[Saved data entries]
*** Block opens ***

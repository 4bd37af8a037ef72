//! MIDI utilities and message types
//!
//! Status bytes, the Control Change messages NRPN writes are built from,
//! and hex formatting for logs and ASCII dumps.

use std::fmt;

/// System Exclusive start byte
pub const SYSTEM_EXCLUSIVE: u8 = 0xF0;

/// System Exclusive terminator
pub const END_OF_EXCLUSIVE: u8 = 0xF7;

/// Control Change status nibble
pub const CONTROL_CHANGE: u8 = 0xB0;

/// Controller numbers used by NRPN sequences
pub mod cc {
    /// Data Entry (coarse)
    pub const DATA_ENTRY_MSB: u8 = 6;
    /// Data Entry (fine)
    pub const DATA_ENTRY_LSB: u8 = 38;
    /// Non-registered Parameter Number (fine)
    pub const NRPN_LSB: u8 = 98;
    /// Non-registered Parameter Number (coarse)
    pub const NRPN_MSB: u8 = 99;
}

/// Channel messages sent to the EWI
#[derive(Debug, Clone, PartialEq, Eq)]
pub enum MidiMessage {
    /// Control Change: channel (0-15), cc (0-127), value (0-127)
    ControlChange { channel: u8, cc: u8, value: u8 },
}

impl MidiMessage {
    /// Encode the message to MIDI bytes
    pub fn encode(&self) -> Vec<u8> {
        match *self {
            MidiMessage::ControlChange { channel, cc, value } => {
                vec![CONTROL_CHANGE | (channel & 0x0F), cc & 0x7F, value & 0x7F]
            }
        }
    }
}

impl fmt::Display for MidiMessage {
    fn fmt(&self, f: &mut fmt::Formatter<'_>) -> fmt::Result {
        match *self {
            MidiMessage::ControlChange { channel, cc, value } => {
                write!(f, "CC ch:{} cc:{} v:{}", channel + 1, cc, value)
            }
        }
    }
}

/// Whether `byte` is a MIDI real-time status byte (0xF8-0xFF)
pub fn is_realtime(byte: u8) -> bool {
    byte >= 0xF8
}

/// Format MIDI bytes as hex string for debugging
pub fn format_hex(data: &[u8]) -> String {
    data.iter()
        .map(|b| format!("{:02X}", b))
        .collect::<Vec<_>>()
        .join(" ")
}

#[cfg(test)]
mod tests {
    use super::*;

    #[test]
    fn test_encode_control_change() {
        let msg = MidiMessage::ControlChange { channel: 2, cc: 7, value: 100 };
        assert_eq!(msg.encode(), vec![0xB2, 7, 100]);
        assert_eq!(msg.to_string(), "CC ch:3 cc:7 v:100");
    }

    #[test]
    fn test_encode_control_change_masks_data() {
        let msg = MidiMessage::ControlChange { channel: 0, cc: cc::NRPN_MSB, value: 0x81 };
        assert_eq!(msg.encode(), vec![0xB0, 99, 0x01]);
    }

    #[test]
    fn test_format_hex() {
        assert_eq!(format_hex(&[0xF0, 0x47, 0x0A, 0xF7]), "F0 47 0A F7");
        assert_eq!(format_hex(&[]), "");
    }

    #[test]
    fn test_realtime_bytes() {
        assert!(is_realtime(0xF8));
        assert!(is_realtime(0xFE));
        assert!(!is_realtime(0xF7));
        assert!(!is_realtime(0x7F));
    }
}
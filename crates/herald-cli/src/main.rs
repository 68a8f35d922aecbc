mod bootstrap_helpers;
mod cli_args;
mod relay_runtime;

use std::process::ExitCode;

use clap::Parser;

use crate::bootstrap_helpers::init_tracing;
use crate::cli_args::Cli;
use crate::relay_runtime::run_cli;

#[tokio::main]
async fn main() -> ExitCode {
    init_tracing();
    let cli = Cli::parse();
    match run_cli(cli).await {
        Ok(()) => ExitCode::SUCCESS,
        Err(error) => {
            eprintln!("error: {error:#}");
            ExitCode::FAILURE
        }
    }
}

*** Block closes ***

* _Work to be completed_
Word for word, transcribe all of the records.

* _Response box_
repository 4bd37af8a037ef72
//! MIDI utilities and message types
//!
//! Status bytes, the Control Change messages NRPN writes are built from,
//! and hex formatting for logs and ASCII dumps.

use std::fmt;

/// System Exclusive start byte
pub const SYSTEM_EXCLUSIVE: u8 = 0xF0;

/// System Exclusive terminator
pub const END_OF_EXCLUSIVE: u8 = 0xF7;

/// Control Change status nibble
pub const CONTROL_CHANGE: u8 = 0xB0;

/// Controller numbers used by NRPN sequences
pub mod cc {
    /// Data Entry (coarse)
    pub const DATA_ENTRY_MSB: u8 = 6;
    /// Data Entry (fine)
    pub const DATA_ENTRY_LSB: u8 = 38;
    /// Non-registered Parameter Number (fine)
    pub const NRPN_LSB: u8 = 98;
    /// Non-registered Parameter Number (coarse)
    pub const NRPN_MSB: u8 = 99;
}

/// Channel messages sent to the EWI
#[derive(Debug, Clone, PartialEq, Eq)]
pub enum MidiMessage {
    /// Control Change: channel (0-15), cc (0-127), value (0-127)
    ControlChange { channel: u8, cc: u8, value: u8 },
}

impl MidiMessage {
    /// Encode the message to MIDI bytes
    pub fn encode(&self) -> Vec<u8> {
        match *self {
            MidiMessage::ControlChange { channel, cc, value } => {
                vec![CONTROL_CHANGE | (channel & 0x0F), cc & 0x7F, value & 0x7F]
            }
        }
    }
}

impl fmt::Display for MidiMessage {
    fn fmt(&self, f: &mut fmt::Formatter<'_>) -> fmt::Result {
        match *self {
            MidiMessage::ControlChange { channel, cc, value } => {
                write!(f, "CC ch:{} cc:{} v:{}", channel + 1, cc, value)
            }
        }
    }
}

/// Whether `byte` is a MIDI real-time status byte (0xF8-0xFF)
pub fn is_realtime(byte: u8) -> bool {
    byte >= 0xF8
}

/// Format MIDI bytes as hex string for debugging
pub fn format_hex(data: &[u8]) -> String {
    data.iter()
        .map(|b| format!("{:02X}", b))
        .collect::<Vec<_>>()
        .join(" ")
}

#[cfg(test)]
mod tests {
    use super::*;

    #[test]
    fn test_encode_control_change() {
        let msg = MidiMessage::ControlChange { channel: 2, cc: 7, value: 100 };
        assert_eq!(msg.encode(), vec![0xB2, 7, 100]);
        assert_eq!(msg.to_string(), "CC ch:3 cc:7 v:100");
    }

    #[test]
    fn test_encode_control_change_masks_data() {
        let msg = MidiMessage::ControlChange { channel: 0, cc: cc::NRPN_MSB, value: 0x81 };
        assert_eq!(msg.encode(), vec![0xB0, 99, 0x01]);
    }

    #[test]
    fn test_format_hex() {
        assert_eq!(format_hex(&[0xF0, 0x47, 0x0A, 0xF7]), "F0 47 0A F7");
        assert_eq!(format_hex(&[]), "");
    }

    #[test]
    fn test_realtime_bytes() {
        assert!(is_realtime(0xF8));
        assert!(is_realtime(0xFE));
        assert!(!is_realtime(0xF7));
        assert!(!is_realtime(0x7F));
    }
}
filename crates/herald-cli/src/main.rs
repository 68a8f35d922aecbc
mod bootstrap_helpers;
mod cli_args;
mod relay_runtime;

use std::process::ExitCode;

use clap::Parser;

use crate::bootstrap_helpers::init_tracing;
use crate::cli_args::Cli;
use crate::relay_runtime::run_cli;

#[tokio::main]
async fn main() -> ExitCode {
    init_tracing();
    let cli = Cli::parse();
    match run_cli(cli).await {
        Ok(()) => ExitCode::SUCCESS,
        Err(error) => {
            eprintln!("error: {error:#}");
            ExitCode::FAILURE
        }
    }
}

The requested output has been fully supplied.